Les personnalités les plus influentes de la planète ont cette année encore, participé au Forum économique mondial de Davos pour dresser le bilan de l’année écoulée et envisager 2017. Aux plans économique et géopolitique, les prochains mois s’annoncent riches en bouleversements, notamment du fait de l’arrivée de Donald Trump à la Maison Blanche. Les délégués sont partagés entre optimisme et pessimiste à son sujet, mais aussi concernant les perspectives de croissance de l‘économie mondiale. Le PDG de l’alliance Renault-Nissan estime pour sa part que les constructeurs automobiles “s’adapteront” à la nouvelle donne en cas de renégociation de l’accord Nafta par les Etats-Unis.

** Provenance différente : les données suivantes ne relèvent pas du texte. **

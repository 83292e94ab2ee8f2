//! 统一错误处理模块
//!
//! 定义基础设施层共享的错误类型，使用 thiserror 提供良好的错误信息。

use thiserror::Error;

/// 基础设施错误类型
#[derive(Debug, Error)]
pub enum BadgeError {
    // ==================== 数据库错误 ====================
    #[error("数据库错误: {0}")]
    Database(#[from] sqlx::Error),

    #[error("数据库迁移失败: {0}")]
    Migration(#[from] sqlx::migrate::MigrateError),

    // ==================== Redis / 发布订阅错误 ====================
    #[error("Redis 错误: {0}")]
    Redis(#[from] redis::RedisError),

    #[error("连接不可用: {name} - {reason}")]
    ConnectionUnavailable { name: String, reason: String },

    #[error("连接已关闭: {name}")]
    ConnectionClosed { name: String },

    // ==================== Kafka 错误 ====================
    #[error("Kafka 错误: {0}")]
    Kafka(String),

    // ==================== 序列化错误 ====================
    #[error("序列化错误: {0}")]
    Serialization(#[from] serde_json::Error),

    // ==================== 配置与验证错误 ====================
    #[error("配置错误: {0}")]
    Config(#[from] config::ConfigError),

    #[error("参数验证失败: {0}")]
    Validation(String),

    #[error("缺少必填配置: {section}.{field}")]
    MissingField { section: String, field: String },

    // ==================== 外部服务错误 ====================
    #[error("外部服务错误: {service} - {message}")]
    ExternalService { service: String, message: String },

    #[error("外部服务超时: {service}")]
    ExternalServiceTimeout { service: String },

    // ==================== 通用错误 ====================
    #[error("内部错误: {0}")]
    Internal(String),
}

/// 错误结果类型别名
pub type Result<T> = std::result::Result<T, BadgeError>;

impl BadgeError {
    /// 构造缺少必填配置项的错误
    pub fn missing(section: &str, field: &str) -> Self {
        Self::MissingField {
            section: section.to_string(),
            field: field.to_string(),
        }
    }

    /// 获取错误码
    pub fn code(&self) -> &'static str {
        match self {
            Self::Database(_) => "DATABASE_ERROR",
            Self::Migration(_) => "MIGRATION_ERROR",
            Self::Redis(_) => "REDIS_ERROR",
            Self::ConnectionUnavailable { .. } => "CONNECTION_UNAVAILABLE",
            Self::ConnectionClosed { .. } => "CONNECTION_CLOSED",
            Self::Kafka(_) => "KAFKA_ERROR",
            Self::Serialization(_) => "SERIALIZATION_ERROR",
            Self::Config(_) => "CONFIG_ERROR",
            Self::Validation(_) => "VALIDATION_ERROR",
            Self::MissingField { .. } => "MISSING_FIELD",
            Self::ExternalService { .. } => "EXTERNAL_SERVICE_ERROR",
            Self::ExternalServiceTimeout { .. } => "EXTERNAL_SERVICE_TIMEOUT",
            Self::Internal(_) => "INTERNAL_ERROR",
        }
    }

    /// 是否为可重试错误
    ///
    /// 连接关闭属于终态，重试没有意义。
    pub fn is_retryable(&self) -> bool {
        matches!(
            self,
            Self::Database(_)
                | Self::Redis(_)
                | Self::Kafka(_)
                | Self::ConnectionUnavailable { .. }
                | Self::ExternalServiceTimeout { .. }
        )
    }
}

#[cfg(test)]
mod tests {
    use super::*;

    #[test]
    fn test_error_code() {
        let err = BadgeError::missing("chain", "contract_address");
        assert_eq!(err.code(), "MISSING_FIELD");
        assert!(err.to_string().contains("chain.contract_address"));
    }

    #[test]
    fn test_is_retryable() {
        let db_err = BadgeError::Database(sqlx::Error::PoolTimedOut);
        assert!(db_err.is_retryable());

        let unavailable = BadgeError::ConnectionUnavailable {
            name: "topic".to_string(),
            reason: "reconnecting".to_string(),
        };
        assert!(unavailable.is_retryable());

        let closed = BadgeError::ConnectionClosed {
            name: "topic".to_string(),
        };
        assert!(!closed.is_retryable());
        assert!(!BadgeError::Validation("bad".to_string()).is_retryable());
    }
}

La mondialisation est-elle en recul ? La Russie deviendra-t-elle l’alliée privilégiée des Etats-Unis ? L’avenir de l’Union européenne, voire de l’OTAN, est-il menacé ? Ce sont quelques-unes des grandes questions qui ont agité le Forum de Davos cette année. Avec tous ces changements géopolitiques en cours, il est bien difficile d’y répondre et certains se disent très inquiets de ce que 2017 pourrait nous apporter.

Première des inquiétudes d’après le directeur du think tank Chatham House, Robin Niblett : une dégradation des relations américano-chinoises si les Etats-Unis adoptaient une attitude plus stricte à l‘égard des prétentions chinoises dans le sud de la mer de Chine. “Donald Trump a souligné que la Chine est l’une des principales menaces pour l’Amérique, rappelle-t-il. Si l’Amérique agit militairement comme certains l’ont suggéré, la Chine pourrait estimer sa sécurité remise en cause et vouloir riposter. Un incident pourrait alors déclencher un conflit entre les deux. Ce serait désastreux économiquement et géopolitiquement.”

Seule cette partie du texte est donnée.